Banerjee et al. (2005) highlight five attributes that a good automatic metric must possess; correlation, sensitivity, consistency, reliability and generality. Any good metric must correlate highly with human judgment, it must be consistent, giving similar results to the same MT system on similar text. It must be sensitive to differences between MT systems and reliable in that MT systems that score similarly should be expected to perform similarly. Finally, the metric must be general, that is it should work with different text domains, in a wide range of scenarios and MT tasks.

The aim of this subsection is to give an overview of the state of the art in automatic metrics for evaluating machine translation.

===BLEU===

BLEU was one of the first metrics to report a high correlation with human judgments of quality. The
metric is currently one of the most popular in the field. The central idea behind the metric is that "the closer a
machine translation is to a professional human translation, the better it is". The metric calculates scores for individual segments, generally sentences — then averages these scores over the whole corpus for a final score. It has been shown to correlate highly with human judgments of quality at the corpus level.

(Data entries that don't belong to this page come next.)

use std::env;

/// Runtime configuration, read once at startup.
#[derive(Debug, Clone)]
pub struct Config {
	pub port: u16,
	/// Base that stored image paths are resolved against.
	pub media_url: String,
}

impl Config {
	pub fn from_env() -> Self {
		Self {
			port: env::var("PORT")
				.ok()
				.and_then(|port| port.parse().ok())
				.unwrap_or(3000),
			media_url: env::var("MEDIA_URL").unwrap_or_else(|_| "/media".to_string()),
		}
	}
}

BLEU uses a modified form of precision to compare a candidate translation against multiple reference translations. The metric modifies simple precision since machine translation systems have been known to generate more words than appear in a reference text. No other machine translation metric is yet to significantly outperform BLEU with respect to correlation with human judgment across language pairs.

===NIST===

The NIST metric is based on the BLEU metric, but with some alterations. Where BLEU simply calculates n-gram precision adding equal weight to each one, NIST also calculates how informative a particular n-gram is. That is to say, when a correct n-gram is found, the rarer that n-gram is, the more weight it is given. For example, if the bigram "on the" correctly matches, it receives lower weight than the correct matching of bigram "interesting calculations," as this is less likely to occur. NIST also differs from BLEU in its calculation of the brevity penalty, insofar as small variations in translation length do not impact the overall score as much.

===Word error rate===

The Word error rate (WER) is a metric based on the Levenshtein distance, where the Levenshtein distance works at the character level, WER works at the word level. It was originally used for measuring the performance of speech recognition systems but is also used in the evaluation of machine translation. The metric is based on the calculation of the number of words that differ between a piece of machine-translated text and a reference translation.

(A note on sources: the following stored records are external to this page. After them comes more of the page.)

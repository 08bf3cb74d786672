#![warn(clippy::pedantic)]

mod config;
mod db;
mod error;
mod model;
mod ratelimit;
mod route;
mod serialize;
mod template;
#[cfg(test)]
mod test;

use std::net::SocketAddr;

use axum::{extract::Request, Router, ServiceExt};
use tower::Layer;
use tower_governor::GovernorLayer;
use tower_http::{
	compression::CompressionLayer, normalize_path::NormalizePathLayer, trace::TraceLayer,
};

pub use config::Config;
pub use error::Error;

pub type Database = sqlx::Pool<sqlx::Postgres>;
pub type AppState = State;

/// The shared application state.
///
/// This should contain all shared dependencies that handlers need to access,
/// such as a database connection pool or the runtime configuration.
///
/// For dependencies only used by a single handler, you can combine states instead.
#[derive(Clone, axum::extract::FromRef)]
pub struct State {
	pub database: Database,
	pub config: Config,
}

fn app(state: State) -> Router {
	route::routes()
		.fallback(route::not_found)
		.layer(TraceLayer::new_for_http())
		.layer(CompressionLayer::new())
		.with_state(state)
}

#[tokio::main]
async fn main() {
	tracing_subscriber::fmt::init();
	dotenvy::dotenv().ok();

	let config = Config::from_env();

	let database = Database::connect(
		&std::env::var("DATABASE_URL").expect("DATABASE_URL must be set"),
	)
	.await
	.expect("failed to connect to database");

	sqlx::migrate!()
		.run(&database)
		.await
		.expect("failed to run migrations");

	let state = State {
		database,
		config: config.clone(),
	};

	let governor = ratelimit::pages();

	ratelimit::cleanup_old_limits(&governor);

	let app = app(state).layer(GovernorLayer { config: governor });
	let app = NormalizePathLayer::trim_trailing_slash().layer(app);

	let listener = tokio::net::TcpListener::bind(("127.0.0.1", config.port))
		.await
		.expect("failed to bind to port");

	tracing::info!("listening on port {}", config.port);

	// The limiter keys on the peer address, which only exists if the
	// listener is served with connect info.
	axum::serve(
		listener,
		ServiceExt::<Request>::into_make_service_with_connect_info::<SocketAddr>(app),
	)
	.await
	.unwrap();
}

A related metric is the Position-independent word error rate (PER), which allows for the re-ordering of words and sequences of words between a translated text and a reference translation.

===METEOR===

The METEOR metric is designed to address some of the deficiencies inherent in the BLEU metric. The metric is based on the weighted harmonic mean of unigram precision and unigram recall. The metric was designed after research by Lavie (2004) into the significance of recall in evaluation metrics. Their research showed that metrics based on recall consistently achieved higher correlation than those based on precision alone, cf. BLEU and NIST.

METEOR also includes some other features not found in other metrics, such as synonymy matching, where instead of matching only on the exact word form, the metric also matches on synonyms. For example, the word "good" in the reference rendering as "well" in the translation counts as a match. The metric is also includes a stemmer, which lemmatises words and matches on the lemmatised forms. The implementation of the metric is modular insofar as the algorithms that match words are implemented as modules, and new modules that implement different matching strategies may easily be added.

===LEPOR===

A new MT evaluation metric LEPOR was proposed as the combination of many evaluation factors including existing ones (precision, recall) and modified ones (sentence-length penalty and n-gram based word order penalty). The experiments were tested on eight language pairs from ACL-WMT2011 including English-to-other (Spanish, French, German, and Czech) and the inverse, and showed that LEPOR yielded higher system-level correlation with human judgments than several existing metrics such as BLEU, Meteor-1.3, TER, AMBER and MP4IBM1. An enhanced version of LEPOR metric, hLEPOR, is introduced in the paper. hLEPOR utilizes the harmonic mean to combine the sub-factors of the designed metric. Furthermore, they design a set of parameters to tune the weights of the sub-factors according to different language pairs. The ACL-WMT13 Metrics shared task results show that hLEPOR yields the highest Pearson correlation score with human judgment on the English-to-Russian language pair, in addition to the highest average-score on five language pairs (English-to-German, French, Spanish, Czech, Russian). The detailed results of WMT13 Metrics Task is introduced in the paper.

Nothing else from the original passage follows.